A empresa vem ampliando o uso de inteligência artificial e automação, inclusive com o Programa MAG.IA, além de ferramentas como o Microsoft Copilot, assistente de inteligência artificial da Microsoft. Na análise de sinistros, o uso de machine learning já permitiu automatizar cerca de 37% dos processos, enquanto outras frentes registraram ganhos de produtividade de até 87%.
O desafio, porém, não está apenas em adotar tecnologia. Está em preparar as pessoas para trabalhar com ela. É justamente aí que entra a Agenda MAG 200, que orienta os próximos anos da companhia rumo ao bicentenário, em 2035. A ambição é chegar aos 200 anos sendo uma empresa mais inovadora e preparada para o futuro, sem abandonar os valores que sustentaram sua trajetória.

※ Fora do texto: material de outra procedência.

//! JSON snapshot backend

use super::traits::{GraphStore, OpenStore, SaveOutcome, StorageResult};
use crate::graph::Graph;
use std::fs;
use std::path::{Path, PathBuf};
use tracing::{debug, warn};

/// File-backed store holding the graph as one pretty-printed JSON document.
///
/// Writes go to a sibling temp file which is then renamed over the
/// snapshot, so a crash mid-write never leaves a truncated document.
#[derive(Debug, Clone)]
pub struct JsonFileStore {
    path: PathBuf,
    read_only: bool,
}

impl JsonFileStore {
    pub fn path(&self) -> &Path {
        &self.path
    }

    fn temp_path(&self) -> PathBuf {
        let mut name = self
            .path
            .file_name()
            .map(|n| n.to_os_string())
            .unwrap_or_default();
        name.push(".tmp");
        self.path.with_file_name(name)
    }
}

impl GraphStore for JsonFileStore {
    fn load(&self) -> StorageResult<Graph> {
        if !self.path.exists() {
            debug!(path = %self.path.display(), "No snapshot yet, starting from an empty graph");
            return Ok(Graph::new());
        }
        let raw = fs::read_to_string(&self.path)?;
        if raw.trim().is_empty() {
            return Ok(Graph::new());
        }
        Ok(serde_json::from_str(&raw)?)
    }

    fn save(&self, graph: &Graph) -> StorageResult<SaveOutcome> {
        if self.read_only {
            warn!(path = %self.path.display(), "Read-only deployment, graph save ignored");
            return Ok(SaveOutcome::Skipped);
        }

        let json = serde_json::to_string_pretty(graph)?;
        let tmp = self.temp_path();
        fs::write(&tmp, json)?;
        fs::rename(&tmp, &self.path)?;

        debug!(
            path = %self.path.display(),
            nodes = graph.node_count(),
            edges = graph.edge_count(),
            "Graph saved"
        );
        Ok(SaveOutcome::Written)
    }

    fn is_read_only(&self) -> bool {
        self.read_only
    }
}

impl OpenStore for JsonFileStore {
    fn open(path: impl AsRef<Path>) -> StorageResult<Self> {
        // Ensure parent directory exists
        if let Some(parent) = path.as_ref().parent() {
            if !parent.as_os_str().is_empty() {
                fs::create_dir_all(parent)?;
            }
        }
        Ok(Self {
            path: path.as_ref().to_path_buf(),
            read_only: false,
        })
    }

    fn open_read_only(path: impl AsRef<Path>) -> StorageResult<Self> {
        Ok(Self {
            path: path.as_ref().to_path_buf(),
            read_only: true,
        })
    }
}
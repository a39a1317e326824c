//! CatalogTraversal: full discography walk
//!
//! Artist → albums (up to a page cap) → tracks of each album (up to a page
//! cap). One polite pause follows every album fetched.

use super::traits::{Anchor, AxisEngine, AxisError, AxisKind, AxisReport};
use crate::graph::{
    canonical_key, provenance, AlbumDetails, Axis, Graph, Node, NodeDetails, NodeKind, Provenance,
    TrackDetails,
};
use crate::source::{CatalogAlbum, CatalogSource};
use async_trait::async_trait;
use serde_json::Value;
use std::sync::Arc;
use std::time::Duration;
use tracing::{debug, warn};

const ALBUM_WEIGHT: f64 = 0.9;
const TRACK_WEIGHT: f64 = 0.8;

pub struct CatalogTraversal {
    catalog: Arc<dyn CatalogSource>,
    album_limit: usize,
    track_limit: usize,
    pacing: Duration,
}

impl CatalogTraversal {
    pub fn new(
        catalog: Arc<dyn CatalogSource>,
        album_limit: usize,
        track_limit: usize,
        pacing: Duration,
    ) -> Self {
        Self {
            catalog,
            album_limit,
            track_limit,
            pacing,
        }
    }

    async fn walk_album(
        &self,
        anchor: &Anchor,
        album: CatalogAlbum,
        graph: &mut Graph,
        report: &mut AxisReport,
    ) -> Result<(), AxisError> {
        let album_key = canonical_key(NodeKind::Album, &[&album.title, &album.id.to_string()]);
        let year = album.year();
        let node = Node::new(
            album.title.clone(),
            NodeDetails::Album(AlbumDetails {
                artist: Some(anchor.key.to_string()),
                year,
                catalog_id: Some(album.id),
                cover: album.cover.clone(),
            }),
        )
        .with_source("catalog");
        report.node(graph.upsert_node(album_key.clone(), node));

        let meta: Provenance = provenance([("year", year.map(Value::from).unwrap_or(Value::Null))]);
        report.edge(graph.link(&anchor.key, &album_key, Axis::Discography, ALBUM_WEIGHT, meta)?);

        let Some(tracks) = self.catalog.tracks_of(album.id, self.track_limit).await else {
            warn!(album = %album.title, "Album tracklist unavailable");
            report.source_unavailable();
            return Ok(());
        };

        for track in tracks.into_iter().take(self.track_limit) {
            let artist = match track.artist_name() {
                "" => anchor.name.clone(),
                name => name.to_string(),
            };
            let track_key = canonical_key(NodeKind::Track, &[&artist, &track.title]);
            let node = Node::new(
                track.title,
                NodeDetails::Track(TrackDetails {
                    artist: Some(artist),
                    album: Some(album.title.clone()),
                    year,
                    duration: track.duration,
                    catalog_id: Some(track.id),
                    ..Default::default()
                }),
            )
            .with_source("catalog");
            report.node(graph.upsert_node(track_key.clone(), node));
            report.edge(graph.link(
                &album_key,
                &track_key,
                Axis::Discography,
                TRACK_WEIGHT,
                Provenance::new(),
            )?);
        }
        Ok(())
    }
}

#[async_trait]
impl AxisEngine for CatalogTraversal {
    fn kind(&self) -> AxisKind {
        AxisKind::Albums
    }

    fn applies_to(&self, anchor: &Anchor) -> bool {
        anchor.catalog_id.is_some()
    }

    async fn run(&self, anchor: &Anchor, graph: &mut Graph) -> Result<AxisReport, AxisError> {
        let mut report = AxisReport::default();
        let Some(catalog_id) = anchor.catalog_id else {
            return Ok(report);
        };

        let Some(albums) = self.catalog.albums_of(catalog_id, self.album_limit).await else {
            warn!(artist = %anchor.name, "Discography unavailable");
            report.source_unavailable();
            return Ok(report);
        };

        for album in albums.into_iter().take(self.album_limit) {
            self.walk_album(anchor, album, graph, &mut report).await?;
            if !self.pacing.is_zero() {
                tokio::time::sleep(self.pacing).await;
            }
        }

        debug!(
            artist = %anchor.name,
            nodes = report.nodes_added,
            edges = report.edges_added,
            "Discography mapped"
        );
        Ok(report)
    }
}
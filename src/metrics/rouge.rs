pub const ROUGE_BETA: f64 = 1.2;
const EPSILON: f64 = 1e-12;

/// Longest common subsequence length.
///
/// Fills the table from the end of both sequences backwards so that
/// `dp[i][j]` holds the LCS of `a[i..]` and `b[j..]`; only the row below the
/// current one is kept.
pub fn lcs_len<T: PartialEq>(a: &[T], b: &[T]) -> usize {
    let m = b.len();
    let mut below = vec![0usize; m + 1];
    let mut row = vec![0usize; m + 1];

    for i in (0..a.len()).rev() {
        row[m] = 0;
        for j in (0..m).rev() {
            row[j] = if a[i] == b[j] {
                1 + below[j + 1]
            } else {
                below[j].max(row[j + 1])
            };
        }
        std::mem::swap(&mut below, &mut row);
    }

    below[0]
}

/// ROUGE-L F-measure with recall weighted by `ROUGE_BETA`.
pub fn rouge_l(reference: &str, hypothesis: &str) -> f64 {
    let r: Vec<&str> = reference.split_whitespace().collect();
    let h: Vec<&str> = hypothesis.split_whitespace().collect();
    rouge_l_tokens(&r, &h)
}

pub fn rouge_l_tokens(r: &[&str], h: &[&str]) -> f64 {
    if r.is_empty() || h.is_empty() {
        return 0.0;
    }

    let lcs = lcs_len(r, h) as f64;
    let precision = lcs / h.len() as f64;
    let recall = lcs / r.len() as f64;
    let beta2 = ROUGE_BETA * ROUGE_BETA;
    ((1.0 + beta2) * precision * recall) / (recall + beta2 * precision + EPSILON)
}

No mercado de trabalho atual, essa preparação também virou uma questão de sobrevivência. Remuneração continua importante, mas, segundo Patrícia, já não é suficiente para atrair e reter talentos. Desenvolvimento, liderança, flexibilidade, reconhecimento, ambiente saudável e a percepção de impacto passaram a pesar cada vez mais na escolha de um profissional. “Mais do que contratar para as competências de hoje, precisamos desenvolver pessoas para aquilo que o negócio vai precisar amanhã”, afirma.
No fim, talvez o primeiro lugar no GPTW seja justamente um reflexo dessa tentativa de transformar cultura em experiência, e não apenas em discurso. Para Patrícia, a definição é simples e, ao mesmo tempo, bastante exigente: “Cultura não é aquilo que uma empresa escreve na parede. É aquilo que as pessoas experimentam todos os dias.”
“E é no dia a dia que a cultura realmente se revela. Ela não está apenas nas frases escritas nas paredes ou nos valores declarados pela organização. Cultura é aquilo que a empresa valoriza na prática, aquilo que reconhece e celebra e, também, aquilo que deixa claro que não tolera. São as escolhas cotidianas, especialmente as mais difíceis, que mostram às pessoas o que realmente importa.”
E é por isso que, para a MAG, o ranking não deveria ser tratado como linha de chegada. “Reconhecimento é consequência, não objetivo”, resume a executiva. O verdadeiro desafio, agora, é continuar construindo uma empresa em que as pessoas queiram estar, crescer, contribuir e deixar sua marca, enquanto uma companhia de 191 anos se prepara para escrever os próximos capítulos de sua história.